Debunking the idea that “it must be good if insurance companies pay for it”

Paul Ingraham • 4m read

People assume that insurance companies are so savvy and parsimonious that they would never be willing to pay for ineffective health services. This premise is often used as a substitute for scientific evidence by alternative medicine advocates: surely such infamously tight-fisted corporations wouldn’t pay for a useless service, right? Following the money is almost better than science!

But insurance companies do not have secret methods of determining the efficacy of unproven treatments. They are not ahead of science. They do not have the evidence.

The insurance industry has a long history of insuring the treatments people want; they get sucked in by the same hype that their clients are sucked in by. They may be infamously tight-fisted, but they also have to sell insurance. They want to attract new customers and placate existing ones. They will only drop coverage of a treatment when the absence of evidence and/or evidence of absence reaches a critical mass, or if cost ineffectiveness starts to become a glaring problem.

An insurance company grapples with the value of massage therapy

Photo of a woman receiving a back massage. A dollar signs is superimposed on her back.

Consider this recent insurance company report on the long-term effect of paying for massage therapy:

We may think intuitively that there is a downstream positive impact for people who use these benefits [mainly massage therapy, but also chiropractic and physiotherapy]—it makes them feel better, so arguably their usage of other benefits [health care services] should be lower than other plan members. But in our study, when we looked at those who use massage and chiropractic and compared their drug costs to others who didn’t use them, we found their drug costs are, in actual fact, higher.

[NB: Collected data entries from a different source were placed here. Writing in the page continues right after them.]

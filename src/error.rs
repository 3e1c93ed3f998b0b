//! Custom error types for the client runtime.
//!
//! This module defines the primary error type, `AqError`, for the whole crate, plus
//! `SyncError` for the PID synchronisation protocol.
//!
//! ## Error Hierarchy
//!
//! `AqError` consolidates the error sources that can reach a caller:
//!
//! - **`Config`**: Wraps errors from `figment`, typically file parsing or type mismatches
//!   while extracting a `ClientConfig`.
//! - **`Configuration`**: Semantic errors in a configuration that parsed fine but holds
//!   values that are logically wrong (zero port, zero attempts).
//! - **`Io`** / **`Json`** / **`Frame`**: Connection setup and frame decoding failures. Inside
//!   `Transport` these are absorbed as failed attempts; they only escape from setup calls.
//! - **Usage errors** (`CommandIndexOutOfRange`, `ChannelIndexOutOfRange`,
//!   `SimulationUnsupported`): caller bugs, raised immediately.
//!
//! Transient network conditions never surface as an `AqError`: `Transport::send_and_wait`
//! returns `None` when the attempt budget is exhausted.

use thiserror::Error;

/// Convenience alias for results using the crate error type.
pub type AqResult<T> = std::result::Result<T, AqError>;

#[allow(missing_docs)]
#[derive(Error, Debug)]
pub enum AqError {
    #[error("Configuration error: {0}")]
    Config(#[from] Box<figment::Error>),

    #[error("Configuration validation error: {0}")]
    Configuration(String),

    #[error("I/O error: {0}")]
    Io(#[from] std::io::Error),

    #[error("Malformed payload: {0}")]
    Json(#[from] serde_json::Error),

    #[error("Malformed frame: {0}")]
    Frame(String),

    #[error("Command index {index} is out of range for a device with {len} channels")]
    CommandIndexOutOfRange { index: usize, len: usize },

    #[error("Channel index {index} is out of range for a device with {len} channels")]
    ChannelIndexOutOfRange { index: usize, len: usize },

    #[error("Device '{0}' does not support simulated values")]
    SimulationUnsupported(String),

    #[error("Invalid device descriptor: {0}")]
    Descriptor(String),

    #[error("Logging initialization failed: {0}")]
    Logging(String),
}

impl From<figment::Error> for AqError {
    fn from(value: figment::Error) -> Self {
        AqError::Config(Box::new(value))
    }
}

impl AqError {
    /// Returns `true` for errors caused by calling the API incorrectly.
    ///
    /// These are never retried; the caller has to fix the call site.
    #[must_use]
    pub fn is_usage_error(&self) -> bool {
        matches!(
            self,
            AqError::CommandIndexOutOfRange { .. }
                | AqError::ChannelIndexOutOfRange { .. }
                | AqError::SimulationUnsupported(_)
        )
    }
}

/// Failure of a PID controller lifecycle call (create, update, delete).
///
/// `NoResponse` and `Malformed` are the transient outcomes of an exchange with the
/// server; the remaining variants describe a controller used out of order.
#[derive(Error, Debug, Clone, PartialEq)]
pub enum SyncError {
    /// The controller has not been bound to a session yet.
    #[error("PID controller is not assigned to a session")]
    NotAssigned,

    /// The controller has no server id; call `create()` first.
    #[error("PID controller is not registered with the server")]
    NotRegistered,

    /// `create()` was called on a controller that already has an id.
    #[error("PID controller is already registered with id {0}")]
    AlreadyRegistered(u64),

    /// The controller was deleted on the server; its id is no longer valid.
    #[error("PID controller {0} has been deleted")]
    Deleted(u64),

    /// A per-schedule change named a schedule the controller does not have.
    #[error("Schedule index {index} is out of range for a controller with {len} schedules")]
    NoSuchSchedule {
        /// Requested index.
        index: usize,
        /// Number of schedules.
        len: usize,
    },

    /// Every attempt ended without a matching reply.
    #[error("No response to '{event}' after {attempts} attempts")]
    NoResponse {
        /// Reply event that was awaited.
        event: String,
        /// Number of attempts made.
        attempts: u32,
    },

    /// A matching reply arrived but its payload could not be interpreted.
    #[error("Malformed reply: {0}")]
    Malformed(String),
}

impl SyncError {
    /// Returns `true` when the failure came from the network exchange rather than misuse.
    #[must_use]
    pub fn is_transient(&self) -> bool {
        matches!(self, SyncError::NoResponse { .. } | SyncError::Malformed(_))
    }
}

So this is completely at odds with what most people probably assume: an insurance company saying that they have data that strongly suggests that massage therapy and chiropractic may not be worth paying for, because those patients do not have reduced health care costs later on (not their drug costs, anyway).

And yet they’ve been paying for it anyway. Why? Probably because they’d have a major marketing and PR problem if they refused to pay for massage therapy and chiropractic! These are popular services. If only popularity actually meant something …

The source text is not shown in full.